On savait déjà que les suppressions du logiciel étaient importantes. Le 23 juin, lors du point d’étape tenu par Cédric O après trois semaines de disponibilité de StopCovid, il a été indiqué que 460 000 désinstallations avaient déjà été comptabilisées, sur 1,9 million de téléchargements à l’époque. Le secrétaire d’État évoquait alors un rythme de « plusieurs dizaines de milliers de désinstallations par jour ».

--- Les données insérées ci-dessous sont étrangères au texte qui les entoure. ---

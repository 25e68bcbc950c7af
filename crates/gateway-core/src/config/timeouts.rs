//! Centralized timeout configuration
//!
//! Default deadlines per operation class and environment. All values can be
//! overridden via configuration.

use super::environment::RuntimeEnvironment;
use crate::timeout::OperationClass;
use serde::{Deserialize, Serialize};
use std::time::Duration;

/// Production deadlines
pub mod production {
    pub const REQUEST_MS: u64 = 10_000;
    pub const CREDENTIAL_LOOKUP_MS: u64 = 2_000;
    pub const GENERATION_MS: u64 = 7_000;
    pub const STREAM_IDLE_MS: u64 = 6_000;
}

/// Development deadlines
pub mod development {
    pub const REQUEST_MS: u64 = 45_000;
    pub const CREDENTIAL_LOOKUP_MS: u64 = 5_000;
    pub const GENERATION_MS: u64 = 25_000;
    pub const STREAM_IDLE_MS: u64 = 30_000;
}

/// Deadline per operation class
#[derive(Debug, Clone, Copy, PartialEq, Eq, Serialize, Deserialize)]
#[serde(rename_all = "camelCase")]
pub struct TimeoutConfig {
    #[serde(with = "duration_millis")]
    pub request: Duration,
    #[serde(with = "duration_millis")]
    pub credential_lookup: Duration,
    #[serde(with = "duration_millis")]
    pub generation: Duration,
    #[serde(with = "duration_millis")]
    pub stream_idle: Duration,
}

impl TimeoutConfig {
    /// Defaults for the given environment
    pub fn for_environment(environment: RuntimeEnvironment) -> Self {
        match environment {
            RuntimeEnvironment::Production => Self {
                request: Duration::from_millis(production::REQUEST_MS),
                credential_lookup: Duration::from_millis(production::CREDENTIAL_LOOKUP_MS),
                generation: Duration::from_millis(production::GENERATION_MS),
                stream_idle: Duration::from_millis(production::STREAM_IDLE_MS),
            },
            RuntimeEnvironment::Development => Self {
                request: Duration::from_millis(development::REQUEST_MS),
                credential_lookup: Duration::from_millis(development::CREDENTIAL_LOOKUP_MS),
                generation: Duration::from_millis(development::GENERATION_MS),
                stream_idle: Duration::from_millis(development::STREAM_IDLE_MS),
            },
        }
    }

    /// Deadline for an operation class
    pub fn deadline(&self, operation: OperationClass) -> Duration {
        match operation {
            OperationClass::Request => self.request,
            OperationClass::CredentialLookup => self.credential_lookup,
            OperationClass::Generation => self.generation,
            OperationClass::StreamIdle => self.stream_idle,
        }
    }

    /// Validate timeout configuration
    ///
    /// Returns an error if any timeout is zero or if a nested deadline is
    /// longer than the request deadline that contains it.
    pub fn validate(&self) -> Result<(), String> {
        let all = [
            ("request", self.request),
            ("credentialLookup", self.credential_lookup),
            ("generation", self.generation),
            ("streamIdle", self.stream_idle),
        ];
        if let Some((name, _)) = all.iter().find(|(_, d)| d.is_zero()) {
            return Err(format!("{} timeout must be greater than 0", name));
        }
        if self.credential_lookup > self.request || self.generation > self.request {
            return Err(
                "Credential lookup and generation timeouts must not exceed the request timeout"
                    .to_string(),
            );
        }
        Ok(())
    }
}

impl Default for TimeoutConfig {
    fn default() -> Self {
        Self::for_environment(RuntimeEnvironment::default())
    }
}

/// Serde support for Duration as milliseconds
pub(crate) mod duration_millis {
    use serde::{Deserialize, Deserializer, Serialize, Serializer};
    use std::time::Duration;

    pub fn serialize<S>(duration: &Duration, serializer: S) -> Result<S::Ok, S::Error>
    where
        S: Serializer,
    {
        (duration.as_millis() as u64).serialize(serializer)
    }

    pub fn deserialize<'de, D>(deserializer: D) -> Result<Duration, D::Error>
    where
        D: Deserializer<'de>,
    {
        let millis = u64::deserialize(deserializer)?;
        Ok(Duration::from_millis(millis))
    }
}

#[cfg(test)]
mod tests {
    use super::*;

    #[test]
    fn test_production_deadlines() {
        let config = TimeoutConfig::for_environment(RuntimeEnvironment::Production);
        assert_eq!(config.deadline(OperationClass::Request), Duration::from_secs(10));
        assert_eq!(
            config.deadline(OperationClass::CredentialLookup),
            Duration::from_secs(2)
        );
        assert_eq!(config.deadline(OperationClass::Generation), Duration::from_secs(7));
        assert_eq!(config.deadline(OperationClass::StreamIdle), Duration::from_secs(6));
    }

    #[test]
    fn test_development_deadlines() {
        let config = TimeoutConfig::for_environment(RuntimeEnvironment::Development);
        assert_eq!(config.request, Duration::from_secs(45));
        assert_eq!(config.credential_lookup, Duration::from_secs(5));
        assert_eq!(config.generation, Duration::from_secs(25));
        assert_eq!(config.stream_idle, Duration::from_secs(30));
    }

    #[test]
    fn test_validate() {
        assert!(TimeoutConfig::default().validate().is_ok());

        let mut config = TimeoutConfig::default();
        config.stream_idle = Duration::ZERO;
        assert!(config.validate().unwrap_err().contains("streamIdle"));

        let mut config = TimeoutConfig::default();
        config.generation = Duration::from_secs(60);
        assert!(config.validate().is_err());
    }

    #[test]
    fn test_serde_as_millis() {
        let json = serde_json::to_value(TimeoutConfig::default()).unwrap();
        assert_eq!(json["request"], 10_000);
        let parsed: TimeoutConfig = serde_json::from_value(json).unwrap();
        assert_eq!(parsed, TimeoutConfig::default());
    }
}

Par ailleurs, poursuit le comité de contrôle et de liaison, « plusieurs milliers de personnes n’ont pas activé l’application, l’ayant téléchargée mais ne la consultant jamais ». Il n’est pas clair s’il s’agit d’une estimation grossière, en tenant compte de la curiosité passagère du public pour StopCovid, ou si cette appréciation se base sur des données précises — l’avis ne mentionne pas de sources pour ces chiffres.
Compte tenu des suppressions d’une part et de l’absence d’utilisation d’autre part de l’application même si elle est toujours sur le smartphone, il est très difficile de connaître précisément le taux d’usage effectif de StopCovid. L’avis du CCL-Covid n’avance aucune donnée là-dessus. Cependant, le faible nombre de notifications de cas contacts conforte l’idée d’un désintérêt général pour le programme.
De nombreux prérequis pour que l’app fonctionne efficacement
Ce n’est pas le seul facteur qui entre en ligne de compte : pour que l’application donne des résultats, il faut qu’elle satisfasse au préalable une ribambelle de prérequis : posséder un smartphone (ce n’est pas le cas d’un quart des Français), connaître l’application, vouloir s’en servir, l’avoir installée, s’assurer qu’elle est bien active (ce qui requiert, selon le CCL-Covid, de l’ouvrir au moins une fois par mois), entrer dans les critères de détection (moins d’un mètre pendant au moins quinze minutes), avoir une liaison Bluetooth fonctionnelle, faire un test de dépistage n’étant pas un faux négatif, se déclarer malade à son médecin et avoir l’autorisation de se déclarer comme tel dans l’application, via un code à inscrire.
Si l’on retranche ces 7000 00 désinstallations des 2,4 millions de téléchargements, cela veut dire que StopCovid ne touche que 2,5 % des 67 millions d’habitants que compte la France — et en étant dans un scénario optimiste où un téléchargement équivaut à un usage effectif. Et même en gardant une fourchette très haute de 2,4 millions de téléchargements, on ne reste qu’à 3,7 %.
« À partir de 10 % de personnes qui l’utilisent dans un bassin de vie, StopCovid a une efficacité systémique pour diminuer la diffusion de l’épidémie », indiquait Cédric O dans une interview au Figaro du 25 mai. Par la suite, Cédric O s’est abstenu de définir un seuil d’efficacité, préférant faire observer que StopCovid devient utile dès les premiers téléchargements.
Le comité de suivi et de liaison n’adhère pas à cette thèse. Plus exactement, il s’appuie sur des retours de spécialistes qui indiquent que, pour que StopCovid « soit réellement utile », il faudrait qu’elle soit téléchargée « par au moins 30 à 40 % de la population, même si certains situent ce seuil à 20 % ». Dans tous les cas de figure, on en est loin : il faudrait multiplier l’usage par dix ou vingt.